OU NATIVE AMERICAN STUDIES PROGRAM DIRECTOR NAMED
TO STEERING COMMITTEE ON CULTURAL HERITAGE RIGHTS

 

photo of Clara Sue Kidwell

 

Norman – Indigenous peoples, scholars, practitioners and policy-makers increasingly are faced with dilemmas about rights, responsibilities and access to intellectual products associated with cultural heritage, including research data and use of artifact and site images.

A new team of experts will tackle these difficult issues during the next seven years, and Joe Watkins, director of Native American Studies in the College of Arts and Sciences at the University of Oklahoma, will provide guidance and advice for activities, components and outcomes as a member of the project’s steering committee.

“This program focuses on the lasting heritage of the archaeological record and its relationship to living peoples,” said Watkins.  “It integrates the perspectives of archaeologists and Indigenous people in a way never done before to discuss the impacts of academic research on living cultures.  I am honored to have been asked to sit on the steering committee for such an important endeavor.”  

George Nicholas, professor of archaeology at Simon Fraser University, will lead an international and interdisciplinary team of archaeologists, lawyers, anthropologists, museum specialists, ethicists and others to explore issues surrounding legal and ethical entitlements to information derived from cultural heritage, with particular emphasis on the archaeological record and other aspects of the past. The team recently received an award of $2.5 million from Canada’s Social Sciences and Humanities Research Council to support the projects’ initiatives.

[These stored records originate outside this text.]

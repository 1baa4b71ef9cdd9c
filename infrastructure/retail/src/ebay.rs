use std::sync::Arc;

use async_trait::async_trait;
use serde::Deserialize;

use business::domain::errors::AggregatorError;
use business::domain::logger::Logger;
use business::domain::product::aggregator::ProductAggregator;
use business::domain::product::filters::{ProductSearchFilters, ProductSearchResult};
use business::domain::product::keywords::build_search_keywords;
use business::domain::product::model::{NewProductProps, Product};
use business::domain::product::value_objects::{Availability, Category, Retailer};

use crate::client::{append_query_param, build_http_client};
use crate::rate_limit::RateLimiter;

const DEFAULT_KEYWORDS: &str = "clothing";
/// Fashion category subtree the Browse API queries are pinned to.
const FASHION_CATEGORY_ID: &str = "11450";

pub struct EbayConfig {
    pub enabled: bool,
    pub oauth_token: Option<String>,
    /// Partner Network campaign; when absent no affiliate URLs are produced.
    pub campaign_id: Option<String>,
    pub endpoint: String,
    pub requests_per_second: u32,
}

impl Default for EbayConfig {
    fn default() -> Self {
        Self {
            enabled: true,
            oauth_token: None,
            campaign_id: None,
            endpoint: "https://api.ebay.com".to_string(),
            requests_per_second: 2,
        }
    }
}

// Partial view of the Browse API shapes; the same item structure comes
// back from item_summary/search and from the single-item endpoint.

#[derive(Debug, Deserialize)]
#[serde(rename_all = "camelCase")]
struct EbaySearchEnvelope {
    item_summaries: Option<Vec<EbayItem>>,
    total: Option<usize>,
}

#[derive(Debug, Deserialize)]
#[serde(rename_all = "camelCase")]
struct EbayItem {
    item_id: Option<String>,
    title: Option<String>,
    short_description: Option<String>,
    price: Option<EbayPrice>,
    image: Option<EbayImage>,
    additional_images: Option<Vec<EbayImage>>,
    item_web_url: Option<String>,
    item_affiliate_web_url: Option<String>,
    brand: Option<String>,
    categories: Option<Vec<EbayCategory>>,
    estimated_availabilities: Option<Vec<EbayAvailabilityInfo>>,
}

#[derive(Debug, Deserialize)]
#[serde(rename_all = "camelCase")]
struct EbayPrice {
    /// Decimal amount as a string, e.g. "25.99".
    value: Option<String>,
    currency: Option<String>,
}

#[derive(Debug, Deserialize)]
#[serde(rename_all = "camelCase")]
struct EbayImage {
    image_url: Option<String>,
}

#[derive(Debug, Deserialize)]
#[serde(rename_all = "camelCase")]
struct EbayCategory {
    category_name: Option<String>,
}

#[derive(Debug, Deserialize)]
#[serde(rename_all = "camelCase")]
struct EbayAvailabilityInfo {
    estimated_availability_status: Option<String>,
}

/// Adapter over the eBay Browse API.
pub struct EbayAggregator {
    config: EbayConfig,
    client: reqwest::Client,
    limiter: RateLimiter,
    logger: Arc<dyn Logger>,
}

impl EbayAggregator {
    pub fn new(config: EbayConfig, logger: Arc<dyn Logger>) -> Self {
        let limiter = RateLimiter::per_second(config.requests_per_second);
        Self {
            config,
            client: build_http_client(),
            limiter,
            logger,
        }
    }

    /// Browse filter expression for the price bounds, e.g.
    /// `price:[25..99.50],priceCurrency:USD`.
    fn price_filter(filters: &ProductSearchFilters) -> Option<String> {
        if filters.price_min.is_none() && filters.price_max.is_none() {
            return None;
        }
        let lower = filters
            .price_min
            .map(|value| format!("{:.2}", value))
            .unwrap_or_default();
        let upper = filters
            .price_max
            .map(|value| format!("{:.2}", value))
            .unwrap_or_default();
        Some(format!("price:[{}..{}],priceCurrency:USD", lower, upper))
    }

    fn affiliate_url(&self, item: &EbayItem, product_url: &str) -> Option<String> {
        if let Some(url) = &item.item_affiliate_web_url {
            return Some(url.clone());
        }
        self.config
            .campaign_id
            .as_deref()
            .map(|campaign| append_query_param(product_url, "campid", campaign))
    }

    /// Items without an id or title are skipped; everything else degrades
    /// field by field.
    fn map_item(&self, item: EbayItem) -> Option<Product> {
        let item_id = item.item_id.clone()?;
        let title = item.title.clone()?;

        let (price, currency) = match &item.price {
            Some(price) => (
                price
                    .value
                    .as_deref()
                    .and_then(|value| value.parse::<f64>().ok())
                    .unwrap_or(0.0),
                price.currency.clone().unwrap_or_else(|| "USD".to_string()),
            ),
            None => (0.0, "USD".to_string()),
        };

        let availability = item
            .estimated_availabilities
            .as_ref()
            .and_then(|infos| infos.first())
            .and_then(|info| info.estimated_availability_status.as_deref())
            .map(Availability::from_source_label)
            .unwrap_or(Availability::Unknown);

        let mut images: Vec<String> = Vec::new();
        if let Some(image) = &item.image {
            if let Some(url) = &image.image_url {
                images.push(url.clone());
            }
        }
        for additional in item.additional_images.iter().flatten() {
            if let Some(url) = &additional.image_url {
                images.push(url.clone());
            }
        }

        let category = item
            .categories
            .as_ref()
            .into_iter()
            .flat_map(|categories| categories.iter())
            .filter_map(|category| category.category_name.as_deref())
            .map(Category::from_source_label)
            .find(|category| *category != Category::Other)
            .unwrap_or(Category::Other);

        let product_url = item
            .item_web_url
            .clone()
            .unwrap_or_else(|| format!("https://www.ebay.com/itm/{}", item_id));
        let affiliate_url = self.affiliate_url(&item, &product_url);

        Some(Product::new(NewProductProps {
            source_id: item_id,
            retailer: Retailer::Ebay,
            title,
            description: item.short_description,
            images,
            brand: item.brand,
            price,
            currency,
            availability,
            product_url,
            affiliate_url,
            category,
            sizes: None,
            colors: None,
            tags: None,
            event_types: None,
        }))
    }

    fn bearer_token(&self) -> String {
        format!(
            "Bearer {}",
            self.config.oauth_token.as_deref().unwrap_or_default()
        )
    }
}

#[async_trait]
impl ProductAggregator for EbayAggregator {
    fn retailer(&self) -> Retailer {
        Retailer::Ebay
    }

    fn is_available(&self) -> bool {
        self.config.enabled && self.config.oauth_token.is_some()
    }

    async fn search(
        &self,
        filters: &ProductSearchFilters,
    ) -> Result<ProductSearchResult, AggregatorError> {
        if !self.is_available() {
            return Err(AggregatorError::Unavailable);
        }
        self.limiter.acquire().await;

        let mut keywords = build_search_keywords(filters);
        if keywords.is_empty() {
            keywords = DEFAULT_KEYWORDS.to_string();
        }

        let mut query: Vec<(&str, String)> = vec![
            ("q", keywords),
            ("category_ids", FASHION_CATEGORY_ID.to_string()),
            ("limit", filters.limit().to_string()),
            ("offset", filters.offset().to_string()),
        ];
        if let Some(filter) = Self::price_filter(filters) {
            query.push(("filter", filter));
        }

        let mut request = self
            .client
            .get(format!(
                "{}/buy/browse/v1/item_summary/search",
                self.config.endpoint
            ))
            .header("Authorization", self.bearer_token())
            .query(&query);
        if let Some(campaign) = &self.config.campaign_id {
            request = request.header(
                "X-EBAY-C-ENDUSERCTX",
                format!("affiliateCampaignId={}", campaign),
            );
        }

        let envelope = match request.send().await {
            Ok(resp) if resp.status().is_success() => {
                match resp.json::<EbaySearchEnvelope>().await {
                    Ok(data) => data,
                    Err(err) => {
                        self.logger
                            .error(&format!("eBay search response did not parse: {}", err));
                        return Ok(ProductSearchResult::empty());
                    }
                }
            }
            Ok(resp) => {
                self.logger
                    .error(&format!("eBay search returned status {}", resp.status()));
                return Ok(ProductSearchResult::empty());
            }
            Err(err) => {
                self.logger
                    .error(&format!("eBay search request failed: {}", err));
                return Ok(ProductSearchResult::empty());
            }
        };

        let items = envelope.item_summaries.unwrap_or_default();
        let total = envelope.total.unwrap_or(items.len());
        let products: Vec<Product> = items
            .into_iter()
            .filter_map(|item| self.map_item(item))
            .collect();
        let has_more = filters.offset() + products.len() < total;

        Ok(ProductSearchResult {
            products,
            total,
            has_more,
        })
    }

    async fn get_product(&self, product_id: &str) -> Result<Option<Product>, AggregatorError> {
        if !self.is_available() {
            return Err(AggregatorError::Unavailable);
        }
        self.limiter.acquire().await;

        let item_id = product_id.strip_prefix("ebay-").unwrap_or(product_id);
        let response = self
            .client
            .get(format!(
                "{}/buy/browse/v1/item/{}",
                self.config.endpoint, item_id
            ))
            .header("Authorization", self.bearer_token())
            .send()
            .await;

        let item = match response {
            Ok(resp) if resp.status().is_success() => match resp.json::<EbayItem>().await {
                Ok(item) => item,
                Err(err) => {
                    self.logger
                        .error(&format!("eBay item response did not parse: {}", err));
                    return Ok(None);
                }
            },
            Ok(resp) if resp.status() == reqwest::StatusCode::NOT_FOUND => {
                return Ok(None);
            }
            Ok(resp) => {
                self.logger
                    .error(&format!("eBay item lookup returned status {}", resp.status()));
                return Ok(None);
            }
            Err(err) => {
                self.logger
                    .error(&format!("eBay item lookup failed: {}", err));
                return Ok(None);
            }
        };

        Ok(self.map_item(item))
    }
}
use std::sync::Arc;

use super::aggregator::ProductAggregator;
use super::value_objects::Retailer;

/// The set of aggregators a process fans searches out to.
///
/// Built once by the composition root and read-only afterwards. Only
/// aggregators whose `is_available()` holds at construction are retained,
/// so callers never have to re-check credentials per call. Registration
/// order is preserved; lookups without an explicit retailer walk it in
/// that order.
pub struct AggregatorRegistry {
    aggregators: Vec<Arc<dyn ProductAggregator>>,
}

impl AggregatorRegistry {
    pub fn new(candidates: Vec<Arc<dyn ProductAggregator>>) -> Self {
        let aggregators = candidates
            .into_iter()
            .filter(|aggregator| aggregator.is_available())
            .collect();
        Self { aggregators }
    }

    pub fn retailers(&self) -> Vec<Retailer> {
        self.aggregators
            .iter()
            .map(|aggregator| aggregator.retailer())
            .collect()
    }

    pub fn contains(&self, retailer: Retailer) -> bool {
        self.aggregators
            .iter()
            .any(|aggregator| aggregator.retailer() == retailer)
    }

    pub fn get(&self, retailer: Retailer) -> Option<&Arc<dyn ProductAggregator>> {
        self.aggregators
            .iter()
            .find(|aggregator| aggregator.retailer() == retailer)
    }

    /// Fan-out target set: the requested subset when given (unregistered
    /// names are ignored), every registered aggregator otherwise.
    pub fn select(&self, retailers: Option<&[Retailer]>) -> Vec<&Arc<dyn ProductAggregator>> {
        match retailers {
            Some(requested) => self
                .aggregators
                .iter()
                .filter(|aggregator| requested.contains(&aggregator.retailer()))
                .collect(),
            None => self.aggregators.iter().collect(),
        }
    }

    pub fn iter(&self) -> impl Iterator<Item = &Arc<dyn ProductAggregator>> {
        self.aggregators.iter()
    }

    pub fn len(&self) -> usize {
        self.aggregators.len()
    }

    pub fn is_empty(&self) -> bool {
        self.aggregators.is_empty()
    }
}
use std::sync::Arc;

use poem_openapi::{ApiResponse, OpenApi, param::Path, param::Query, payload::Json};

use business::domain::product::filters::ProductSearchFilters;
use business::domain::product::use_cases::get_by_id::{GetProductParams, GetProductUseCase};
use business::domain::product::use_cases::search::SearchProductsUseCase;
use business::domain::product::value_objects::{Category, Retailer};

use crate::api::error::ErrorResponse;
use crate::api::product::dto::{ProductDto, ProductSearchResultDto, SearchProductsRequest};
use crate::api::tags::ApiTags;

pub struct ProductApi {
    search_use_case: Arc<dyn SearchProductsUseCase>,
    get_use_case: Arc<dyn GetProductUseCase>,
}

impl ProductApi {
    pub fn new(
        search_use_case: Arc<dyn SearchProductsUseCase>,
        get_use_case: Arc<dyn GetProductUseCase>,
    ) -> Self {
        Self {
            search_use_case,
            get_use_case,
        }
    }
}

#[derive(ApiResponse)]
enum GetProductResponse {
    #[oai(status = 200)]
    Ok(Json<ProductDto>),
    #[oai(status = 400)]
    BadRequest(Json<ErrorResponse>),
    #[oai(status = 404)]
    NotFound(Json<ErrorResponse>),
}

/// Aggregated product search API
///
/// Fans searches out to the registered retailer aggregators and serves
/// merged, sorted, paginated results.
#[OpenApi]
impl ProductApi {
    /// Search aggregated products
    ///
    /// Runs the search against every registered retailer (or the subset
    /// named in `retailers`) and returns one merged page.
    #[oai(path = "/products/search", method = "post", tag = "ApiTags::Products")]
    async fn search_products(
        &self,
        body: Json<SearchProductsRequest>,
    ) -> Json<ProductSearchResultDto> {
        let result = self.search_use_case.execute(body.0.into_filters()).await;
        Json(ProductSearchResultDto::from_result(result))
    }

    /// Search aggregated products via query string
    ///
    /// Loose variant of the POST endpoint: enum values arrive as plain
    /// strings and `retailers` is comma separated. An unparseable value
    /// yields the standard empty shape with `error` set instead of a
    /// failure status, so callers can always destructure the response.
    #[oai(path = "/products/search", method = "get", tag = "ApiTags::Products")]
    #[allow(clippy::too_many_arguments)]
    async fn search_products_by_query(
        &self,
        keywords: Query<Option<String>>,
        category: Query<Option<String>>,
        event_type: Query<Option<String>>,
        size: Query<Option<String>>,
        price_min: Query<Option<f64>>,
        price_max: Query<Option<f64>>,
        brand: Query<Option<String>>,
        color: Query<Option<String>>,
        retailers: Query<Option<String>>,
        limit: Query<Option<u64>>,
        offset: Query<Option<u64>>,
    ) -> Json<ProductSearchResultDto> {
        let category = match category.0 {
            Some(value) => match value.parse::<Category>() {
                Ok(category) => Some(category),
                Err(_) => {
                    return Json(ProductSearchResultDto::empty_with_error(
                        "search.invalid_category",
                    ));
                }
            },
            None => None,
        };

        let retailers = match retailers.0 {
            Some(value) => {
                let mut parsed = Vec::new();
                for name in value.split(',').filter(|name| !name.trim().is_empty()) {
                    match name.trim().parse::<Retailer>() {
                        Ok(retailer) => parsed.push(retailer),
                        Err(_) => {
                            return Json(ProductSearchResultDto::empty_with_error(
                                "search.invalid_retailer",
                            ));
                        }
                    }
                }
                Some(parsed)
            }
            None => None,
        };

        let filters = ProductSearchFilters {
            category,
            event_type: event_type.0,
            size: size.0,
            price_min: price_min.0,
            price_max: price_max.0,
            brand: brand.0,
            color: color.0,
            keywords: keywords.0,
            retailers,
            limit: limit.0.map(|value| value as usize),
            offset: offset.0.map(|value| value as usize),
        };

        let result = self.search_use_case.execute(filters).await;
        Json(ProductSearchResultDto::from_result(result))
    }

    /// Get one aggregated product by id
    ///
    /// With `retailer` given, only that retailer's aggregator is asked;
    /// otherwise every registered aggregator is tried in order.
    #[oai(path = "/products/:id", method = "get", tag = "ApiTags::Products")]
    async fn get_product(
        &self,
        id: Path<String>,
        retailer: Query<Option<String>>,
    ) -> GetProductResponse {
        let retailer = match retailer.0 {
            Some(name) => match name.parse::<Retailer>() {
                Ok(retailer) => Some(retailer),
                Err(_) => {
                    return GetProductResponse::BadRequest(Json(ErrorResponse::new(
                        "ValidationError",
                        "product.invalid_retailer",
                    )));
                }
            },
            None => None,
        };

        match self
            .get_use_case
            .execute(GetProductParams {
                product_id: id.0,
                retailer,
            })
            .await
        {
            Some(product) => GetProductResponse::Ok(Json(product.into())),
            None => GetProductResponse::NotFound(Json(ErrorResponse::new(
                "NotFound",
                "product.not_found",
            ))),
        }
    }
}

Working in collaboration with Indigenous and other communities, the project aims to identify a range of intangible cultural heritage and intellectual property concerns faced by Indigenous peoples, researchers and other stakeholders in order to gain theoretical insights on the nature of knowledge, intangible cultural heritage, and culture-based conceptions of rights and responsibilities and to generate ideas for fair and effective research practices. Nicholas and his team intend the results to assist descendant communities, archaeologists, academic institutions, scholars, policy makers and other stakeholders in negotiating more equitable and successful research and heritage policies in the future.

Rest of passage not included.